El clan Manson vuelve a ser noticia
No soy un buen seguidor de las películas de terror –es mi sospecha– por la simple razón de que la televisión me curó de espanto a una edad demasiado temprana. Había dos películas que las señales repetían con frecuencia hace décadas. La primera: El triángulo del diablo (1975). Escalofriante, al menos para un chico. La otra, basada en hechos reales, era un telefilm sobre el clan Manson llamado Helter Skelter (1976), como la canción de los Beatles. ¿Por qué? Porque según la tortuosa mente de Charles Manson, el tema de los fab four anunciaba la guerra racial entre negros y blancos que él se creía llamado a provocar.
"Leslie Van Houton es el primer miembro del clan en haber recibido la libertad condicional"
Las matanzas instigadas por Manson en Los Ángeles, en agosto de 1969, fueron brutales –y Helter Skelter era elocuente–, pero un dato adicional las volvía más inquietantes: el azar. La aberrante ordalía ejecutada en la casa de Roman Polanski, en la que murieron la actriz Sharon Tate, mujer del cineasta, embarazada de ocho meses, y tres personas más (Polanski se encontraba en Londres), podría no haberlos tenido como víctimas sacrificiales. El líder de la secta, que había tenido ambiciones musicales, eligió el sitio porque, en su confusión, pensaba que ahí todavía vivía un productor que lo había desairado. El crimen del matrimonio LaBianca, al día siguiente, fue, por su parte, al voleo. Manson se coló en la casa con un secuaz para someterlos, y envió después a un par de seguidoras a apuñalarlos. Expresidiario previsor, reconvertido en gurú psicodélico, el líder del grupo solo daba instrucciones.

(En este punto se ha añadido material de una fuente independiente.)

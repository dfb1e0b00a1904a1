//! Checking subsystem.
//!
//! # Data Flow
//! ```text
//! Category (catalog)
//!     → runner.rs (one task per server, submitted to the pool)
//!     → probe.rs (HEAD request, classify, measure latency)
//!     → stats.rs (lock-free fold of every outcome)
//!     → report callback (one line per completed check)
//! ```
//!
//! # Design Decisions
//! - The probe is an injected capability behind a trait; the runner and
//!   pool never touch the network themselves
//! - A failed check is an outcome, never an error: it is counted and
//!   reported, and the run continues

pub mod probe;
pub mod runner;
pub mod stats;

pub use probe::{HttpProbe, Outcome, Probe};
pub use runner::{check_catalog, check_category, CheckSelection, ReportFn};
pub use stats::{CheckStats, StatsSnapshot};
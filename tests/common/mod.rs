//! Shared utilities for integration testing.

use std::net::SocketAddr;
use tokio::io::AsyncWriteExt;
use tokio::net::TcpListener;

/// Start a mock backend answering every connection with the given status.
/// Returns the bound address.
pub async fn start_mock_backend(status: u16) -> SocketAddr {
    let listener = TcpListener::bind("127.0.0.1:0").await.unwrap();
    let addr = listener.local_addr().unwrap();

    tokio::spawn(async move {
        loop {
            match listener.accept().await {
                Ok((mut socket, _)) => {
                    tokio::spawn(async move {
                        let status_text = match status {
                            200 => "200 OK",
                            204 => "204 No Content",
                            301 => "301 Moved Permanently",
                            404 => "404 Not Found",
                            500 => "500 Internal Server Error",
                            503 => "503 Service Unavailable",
                            _ => "200 OK",
                        };
                        let response = format!(
                            "HTTP/1.1 {}\r\nContent-Length: 0\r\nConnection: close\r\n\r\n",
                            status_text
                        );
                        let _ = socket.write_all(response.as_bytes()).await;
                        let _ = socket.shutdown().await;
                    });
                }
                Err(_) => break,
            }
        }
    });

    addr
}

/// Start a backend that accepts connections but never answers them.
pub async fn start_stalled_backend() -> SocketAddr {
    let listener = TcpListener::bind("127.0.0.1:0").await.unwrap();
    let addr = listener.local_addr().unwrap();

    tokio::spawn(async move {
        // Hold sockets open so clients sit in their own timeout.
        let mut held = Vec::new();
        loop {
            match listener.accept().await {
                Ok((socket, _)) => held.push(socket),
                Err(_) => break,
            }
        }
    });

    addr
}

/// An address with nothing listening on it.
pub async fn refused_addr() -> SocketAddr {
    let listener = TcpListener::bind("127.0.0.1:0").await.unwrap();
    let addr = listener.local_addr().unwrap();
    drop(listener);
    addr
}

Las acciones mortíferas de la Familia Manson –como se hacía llamar el centenar de personas agrupado alrededor del cabecilla– fueron la estocada final al flower power. Apelando a su poder de sugestión, para el que colaboraban el espíritu de la era y las drogas a granel, Manson instaló su comunidad en una serie de ranchos. El principal, un set abandonado de Hollywood para películas de cowboys. La mayoría de sus adeptos eran mujeres jóvenes, a las que trataba como objetos sexuales. Todavía hoy lo que me resulta más inquietante es el grupo de tres chicas (Susan Atkins, Patricia Krenkwinkel y Leslie Van Houten) que, camino del juicio en que las iban a condenar a muerte (la pena se cambiaría a perpetua), sonreían y hacían burlas como si sus delitos no hubieran sido más que una juvenilia contracultural.
Atkins murió en la cárcel en 2009, Krenkwinkel sigue tras las rejas y Van Houten –aquella con garbo de modelo y rostro angelical, que participó solo en el crimen de los LaBianca– acaba de recibir la libertad condicional. Es el primer miembro del clan con ese beneficio. Según los informes, fue una reclusa modelo, arrepentida de sus actos. Que haya arruinado imperdonablemente vidas ajenas, no significa que no haya destruido la propia: fue condenada a los 20; hoy tiene 73.
En Érase una vez en Hollywood, la película de Quentin Tarantino, que trata en gran parte sobre el clan Manson, Van Houten es personificada por la actriz Victoria Peretti. No figura, siguiendo la realidad, en la escena en que los atacantes (entre ellos Atkins y Krenkwinkel) deberían irrumpir en la casa de Polanski. Como los increpa el vecino (el actor interpretado por Leonardo Di Caprio), cambian de objetivo para matarlo a él. En ese final alternativo, con su justicia retrospectiva, son los sectarios los que terminan mal. Es una decisión controvertida –un trauma así no se borra así nomás de la memoria colectiva–, pero por medio del cine Tarantino logra redimir a Sharon Tate de su cruel destino. Y también, advirtiéndolo o no, salvar a Van Houten, porque en ese mundo paralelo el segundo crimen, el de los LaBianca, no tiene lugar. Eso produce, si se quiere, un escalofrío de otro orden: hubiera bastado otra intromisión del azar para ahorrarle al mundo los desvaríos de una época, de la que Manson, con su locura, fue el síntoma más abyecto.